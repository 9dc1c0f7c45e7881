use std::path::PathBuf;

use clap::{Parser, Subcommand, ValueEnum};

#[derive(Parser, Debug, Clone)]
#[command(name = "cheshbon", version, about = "Cheshbon CLI")]
pub struct Cli {
    #[command(subcommand)]
    pub command: Command,
}

#[derive(ValueEnum, Debug, Clone, Copy, PartialEq, Eq)]
pub enum ReportMode {
    Full,
    Core,
    AllDetails,
}

#[derive(Subcommand, Debug, Clone)]
pub enum Command {
    /// Diff two spec versions and report impacted outputs.
    /// Exit codes: 0 = no impact, 1 = impacted, 2 = non-executable.
    Diff {
        /// Spec v1 (the "from" version).
        #[arg(long)]
        from: PathBuf,

        /// Spec v2 (the "to" version).
        #[arg(long)]
        to: PathBuf,

        /// Transform registry matching --from (requires --to-registry).
        #[arg(long)]
        from_registry: Option<PathBuf>,

        /// Transform registry matching --to (requires --from-registry).
        #[arg(long)]
        to_registry: Option<PathBuf>,

        /// Bindings evaluated against the "to" spec.
        #[arg(long)]
        bindings: Option<PathBuf>,

        /// Raw schema (digested into all-details reports).
        #[arg(long)]
        raw_schema: Option<PathBuf>,

        /// Report detail: full, core, or the all-details artifact.
        #[arg(long, value_enum, default_value_t = ReportMode::Full)]
        report: ReportMode,

        /// Output directory; stdout when omitted.
        #[arg(long)]
        out: Option<PathBuf>,
    },

    /// Validate a single spec against optional registry/bindings/schema.
    Validate {
        spec: PathBuf,

        #[arg(long)]
        registry: Option<PathBuf>,

        #[arg(long)]
        bindings: Option<PathBuf>,

        #[arg(long)]
        raw_schema: Option<PathBuf>,
    },

    /// Re-check an all-details report against its inputs.
    Doctor {
        /// The all-details report to verify.
        #[arg(long)]
        report: PathBuf,

        #[arg(long)]
        from: PathBuf,

        #[arg(long)]
        to: PathBuf,

        #[arg(long)]
        from_registry: Option<PathBuf>,

        #[arg(long)]
        to_registry: Option<PathBuf>,

        #[arg(long)]
        bindings: Option<PathBuf>,

        #[arg(long)]
        raw_schema: Option<PathBuf>,

        /// Check every witness instead of the bounded sample.
        #[arg(long)]
        strict: bool,
    },
}
//! Shared builders for all-details event and issue indexes.
//!
//! Events and issues are content-addressed with short digests over their
//! canonical form (`evt:<8-hex>`, `iss:<8-hex>`), so witnesses can link to
//! them and a verifier can recompute the links independently.

use std::collections::BTreeMap;

use serde_json::{Map, Value};

use crate::api::DiffResult;
use crate::diff::ChangeEvent;
use crate::errors::CheshbonResult;
use crate::hash::short_digest;

/// Event index entries plus a lookup from element id to the (sorted) event
/// ids touching it.
pub struct EventIndex {
    pub entries: Vec<Value>,
    pub ids_by_element: BTreeMap<String, Vec<String>>,
}

pub fn build_event_index(events: &[ChangeEvent]) -> CheshbonResult<EventIndex> {
    let mut entries = Vec::with_capacity(events.len());
    let mut ids_by_element: BTreeMap<String, Vec<String>> = BTreeMap::new();

    for (seq, event) in events.iter().enumerate() {
        let event_value = event.to_value();
        let event_id = format!("evt:{}", short_digest(&event_value)?);

        let mut entry = Map::new();
        entry.insert("event_id".to_string(), Value::String(event_id.clone()));
        entry.insert("event_seq".to_string(), Value::from(seq as u64 + 1));
        if let Value::Object(fields) = event_value {
            for (key, value) in fields {
                entry.insert(key, value);
            }
        }
        entries.push(Value::Object(entry));

        if !event.element_id.is_empty() {
            ids_by_element
                .entry(event.element_id.clone())
                .or_default()
                .push(event_id);
        }
    }

    for ids in ids_by_element.values_mut() {
        ids.sort();
    }

    Ok(EventIndex {
        entries,
        ids_by_element,
    })
}

/// Issue index entries plus a lookup keyed by
/// `(issue_type, element_id, affected_id)`.
pub struct IssuesIndex {
    pub entries: Vec<Value>,
    pub id_map: BTreeMap<(String, String, String), String>,
}

pub fn build_issues_index(result: &DiffResult) -> CheshbonResult<IssuesIndex> {
    let mut index = IssuesIndex {
        entries: Vec::new(),
        id_map: BTreeMap::new(),
    };
    let mut seq: u64 = 0;

    let mut add_issue = |index: &mut IssuesIndex,
                         issue_type: &str,
                         element_id: &str,
                         affected_id: &str,
                         details: Map<String, Value>|
     -> CheshbonResult<()> {
        seq += 1;
        let mut core = Map::new();
        core.insert(
            "issue_type".to_string(),
            Value::String(issue_type.to_string()),
        );
        core.insert(
            "element_id".to_string(),
            Value::String(element_id.to_string()),
        );
        core.insert("details".to_string(), Value::Object(details));
        let issue_id = format!("iss:{}", short_digest(&Value::Object(core.clone()))?);

        let mut entry = Map::new();
        entry.insert("issue_id".to_string(), Value::String(issue_id.clone()));
        entry.insert("issue_seq".to_string(), Value::from(seq));
        for (key, value) in core {
            entry.insert(key, value);
        }
        index.entries.push(Value::Object(entry));
        index.id_map.insert(
            (
                issue_type.to_string(),
                element_id.to_string(),
                affected_id.to_string(),
            ),
            issue_id,
        );
        Ok(())
    };

    for (derived_id, source_ids) in &result.missing_bindings {
        for source_id in source_ids {
            let mut details = Map::new();
            details.insert("affected_id".to_string(), Value::String(derived_id.clone()));
            details.insert("source_id".to_string(), Value::String(source_id.clone()));
            add_issue(&mut index, "MISSING_BINDING", source_id, derived_id, details)?;
        }
    }

    for (derived_id, source_ids) in &result.ambiguous_bindings {
        for source_id in source_ids {
            let mut details = Map::new();
            details.insert("affected_id".to_string(), Value::String(derived_id.clone()));
            details.insert("source_id".to_string(), Value::String(source_id.clone()));
            add_issue(
                &mut index,
                "AMBIGUOUS_BINDING",
                source_id,
                derived_id,
                details,
            )?;
        }
    }

    for (derived_id, transform_ids) in &result.missing_transform_refs {
        for transform_id in transform_ids {
            let mut details = Map::new();
            details.insert("affected_id".to_string(), Value::String(derived_id.clone()));
            details.insert(
                "transform_ref".to_string(),
                Value::String(transform_id.clone()),
            );
            add_issue(
                &mut index,
                "MISSING_TRANSFORM_REF",
                transform_id,
                derived_id,
                details,
            )?;
        }
    }

    Ok(index)
}

#[cfg(test)]
mod tests {
    use super::*;
    use crate::diff::ChangeType;

    fn event(change_type: ChangeType, element_id: &str) -> ChangeEvent {
        ChangeEvent {
            change_type,
            element_id: element_id.to_string(),
            old_value: None,
            new_value: Some("X".to_string()),
            details: None,
        }
    }

    #[test]
    fn event_ids_are_stable_and_sequenced() {
        let events = vec![
            event(ChangeType::DerivedAdded, "d:A"),
            event(ChangeType::DerivedAdded, "d:B"),
        ];
        let index1 = build_event_index(&events).unwrap();
        let index2 = build_event_index(&events).unwrap();
        assert_eq!(index1.entries, index2.entries);
        assert_eq!(index1.entries[0]["event_seq"], 1);
        assert_eq!(index1.entries[1]["event_seq"], 2);
        let id = index1.entries[0]["event_id"].as_str().unwrap();
        assert!(id.starts_with("evt:"));
        assert_eq!(index1.ids_by_element["d:A"].len(), 1);
    }

    #[test]
    fn issue_index_covers_all_three_categories() {
        let mut result = crate::api::DiffResult {
            validation_failed: false,
            validation_errors: vec![],
            change_summary: Default::default(),
            impacted_ids: vec![],
            unaffected_ids: vec![],
            reasons: Default::default(),
            paths: Default::default(),
            missing_inputs: Default::default(),
            missing_bindings: Default::default(),
            ambiguous_bindings: Default::default(),
            missing_transform_refs: Default::default(),
            alternative_path_counts: Default::default(),
            events: vec![],
            binding_issues: Default::default(),
        };
        result
            .missing_bindings
            .insert("d:A".to_string(), vec!["s:X".to_string()]);
        result
            .ambiguous_bindings
            .insert("d:B".to_string(), vec!["s:Y".to_string()]);
        result
            .missing_transform_refs
            .insert("d:C".to_string(), vec!["t:gone".to_string()]);

        let index = build_issues_index(&result).unwrap();
        assert_eq!(index.entries.len(), 3);
        assert!(index.id_map.contains_key(&(
            "MISSING_BINDING".to_string(),
            "s:X".to_string(),
            "d:A".to_string()
        )));
        assert!(index.id_map.contains_key(&(
            "AMBIGUOUS_BINDING".to_string(),
            "s:Y".to_string(),
            "d:B".to_string()
        )));
        assert!(index.id_map.contains_key(&(
            "MISSING_TRANSFORM_REF".to_string(),
            "t:gone".to_string(),
            "d:C".to_string()
        )));
        let seqs: Vec<u64> = index
            .entries
            .iter()
            .map(|e| e["issue_seq"].as_u64().unwrap())
            .collect();
        assert_eq!(seqs, vec![1, 2, 3]);
    }
}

EXERCISE PROMPT: Tell how many lines in the material contain the string "iter". Nothing but the number is needed.

OUTPUT BELOW: 2